Saat musim semi tiba, sekitar 70 jenis bunga seperti sakura, forsythia, peach blossom, dan bunga kanola menyelimuti seluruh gunung, menciptakan pemandangan luar biasa yang bisa disebut sebagai ‘ledakan warna’. Kontras antara pola lelehan salju ‘Kelinci Salju Azuma’ dari Pegunungan Azuma yang menjulang di kejauhan dengan bunga-bunga musim semi sungguh layak untuk dilihat [21][23].

[Tips Praktis untuk Kunjungan]
Rute jalan kaki tersedia dalam pilihan 30, 45, dan 60 menit sesuai dengan kondisi fisik. Karena ini adalah jalan pegunungan, pilihlah sepatu yang nyaman untuk berjalan kaki seperti saat mendaki ringan. Selama puncak musim bunga sakura (awal hingga pertengahan April), akan ada pembatasan masuk kendaraan umum, dan Anda harus menggunakan bus antar-jemput dari sekitar Stasiun Fukushima atau area parkir sementara. Perlu diingat, karena taman ini adalah milik pribadi, tidak ada tempat sampah atau toilet di dalam taman. Pastikan untuk menggunakan toilet sementara di dekat halte bus antar-jemput atau pintu masuk taman sebelum masuk. Hormati etika dan nikmati pemandangan indah sambil berterima kasih atas kebaikan warga setempat.

Informasi Fasilitas

  • 📞 Telepon:
    024-531-6428
  • ⏰ Jam Buka:
    Senin: 07.00–18.00
    Selasa: 07.00–18.00
    Rabu: 07.00–18.00
    Kamis: 07.00–18.00
    Jumat: 07.00–18.00
    Sabtu: 07.00–18.00
    Minggu: 07.00–18.00

Rangkuman Tips Lokal untuk Menikmati Wisata Fukushima 120%

Prefektur Fukushima adalah prefektur yang sangat luas, menempati urutan ketiga terbesar di Jepang. Tidak jarang perjalanan antar wilayah seperti ‘Aizu’, ‘Nakadori’, dan ‘Hamadori’ membutuhkan waktu beberapa jam dengan mobil, jadi aturan utamanya adalah membatasi rencana perjalanan Anda menjadi ‘1 hingga 2 wilayah per hari’. Banyak juga spot pemandangan indah (seperti Goshiki-numa dan Abukuma-do) yang sulit diakses hanya dengan transportasi umum, oleh karena itu, sangat disarankan untuk menggunakan mobil sewaan.

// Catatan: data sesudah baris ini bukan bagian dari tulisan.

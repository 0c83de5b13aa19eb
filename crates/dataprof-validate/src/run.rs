//! Validation run: schema construction and row-level evaluation.

use polars::prelude::{AnyValue, DataFrame};
use tracing::{debug, warn};

use dataprof_model::{ValidationError, any_to_json, any_to_string};

use crate::error::{Result, ValidateError};
use crate::rule::CompiledRule;
use crate::ruleset::RuleSet;
use crate::store::{RuleStore, load_regex};

/// State of one validation run.
///
/// Any failure while filtering, building, or evaluating moves the run to
/// `Failed`; the failure is logged and swallowed, never raised to the
/// caller.
#[derive(Debug, Clone, Copy, PartialEq, Eq)]
pub enum RunState {
    Idle,
    ColumnsFiltered,
    SchemaBuilt,
    Validated,
    Persisted,
    Failed,
}

/// One column of the compiled schema.
struct SchemaColumn {
    column: String,
    rules: Vec<CompiledRule>,
}

/// A single validation run over one loaded table.
pub struct ValidationRun<'a> {
    store: &'a dyn RuleStore,
    table: String,
    state: RunState,
}

impl<'a> ValidationRun<'a> {
    /// Start an idle run against a rule store, for the named dataset.
    pub fn new(store: &'a dyn RuleStore, table: impl Into<String>) -> Self {
        Self {
            store,
            table: table.into(),
            state: RunState::Idle,
        }
    }

    /// Current run state.
    pub fn state(&self) -> RunState {
        self.state
    }

    /// Validate the table against the rule set.
    ///
    /// Returns the accumulated violations; on any internal failure the run
    /// ends `Failed` and the result is empty.
    pub fn execute(&mut self, df: &DataFrame, rules: &RuleSet) -> Vec<ValidationError> {
        match self.try_execute(df, rules) {
            Ok(errors) => {
                self.state = RunState::Validated;
                debug!(table = %self.table, violations = errors.len(), "validation complete");
                errors
            }
            Err(error) => {
                warn!(table = %self.table, %error, "validation run failed");
                self.state = RunState::Failed;
                Vec::new()
            }
        }
    }

    /// Record that the error artifact has been written.
    pub fn mark_persisted(&mut self) {
        if self.state == RunState::Validated {
            self.state = RunState::Persisted;
        }
    }

    fn try_execute(&mut self, df: &DataFrame, rules: &RuleSet) -> Result<Vec<ValidationError>> {
        let applicable = rules.filter_to_columns(df);
        self.state = RunState::ColumnsFiltered;

        let schema = self.build_schema(&applicable)?;
        self.state = RunState::SchemaBuilt;

        self.evaluate(df, &schema)
    }

    /// Resolve every rule name to a compiled rule: built-ins first, then
    /// the stored regexes for this dataset.
    fn build_schema(&self, rules: &RuleSet) -> Result<Vec<SchemaColumn>> {
        let mut schema = Vec::new();
        for (column, names) in rules.iter() {
            let mut compiled = Vec::new();
            for name in names {
                if let Some(rule) = CompiledRule::builtin(name) {
                    compiled.push(rule);
                } else if let Some((pattern, description)) =
                    load_regex(self.store, &self.table, name)?
                {
                    compiled.push(CompiledRule::from_pattern(name, &pattern, &description)?);
                } else {
                    return Err(ValidateError::UnknownRule {
                        name: name.clone(),
                        column: column.clone(),
                    });
                }
            }
            schema.push(SchemaColumn {
                column: column.clone(),
                rules: compiled,
            });
        }
        Ok(schema)
    }

    /// Walk every applicable column and row; each non-accepting rule
    /// yields one violation keyed back to the table's first column.
    fn evaluate(&self, df: &DataFrame, schema: &[SchemaColumn]) -> Result<Vec<ValidationError>> {
        let mut violations = Vec::new();
        let key_column = df.get_columns().first();

        for entry in schema {
            let series = df
                .column(&entry.column)
                .map_err(|_| ValidateError::ColumnAccess {
                    column: entry.column.clone(),
                })?;

            for row in 0..df.height() {
                let cell = series.get(row).unwrap_or(AnyValue::Null);
                let text = any_to_string(cell.clone());

                for rule in &entry.rules {
                    if rule.accepts(&text) {
                        continue;
                    }
                    let mut violation = ValidationError::at_row(
                        &entry.column,
                        row,
                        rule.message(),
                        any_to_json(cell.clone()),
                    );
                    if let Some(key) = key_column {
                        let key_value = key.get(row).unwrap_or(AnyValue::Null);
                        violation = violation
                            .with_impacted_key(key.name().to_string(), any_to_json(key_value));
                    }
                    violations.push(violation);
                }
            }
        }
        Ok(violations)
    }
}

Selain itu, iklim di setiap wilayah dalam prefektur yang sama bisa sangat berbeda. Bahkan ketika wilayah Aizu mengalami salju lebat di musim dingin, wilayah Hamadori (sisi Pasifik) mungkin tidak memiliki salju sama sekali. Untuk menghadapi perubahan musim dan perbedaan suhu, siapkan pakaian berlapis dan pakaian yang mudah diatur suhunya, dan nikmati wisata Anda dengan sepatu kets yang nyaman sebagai alas kaki utama.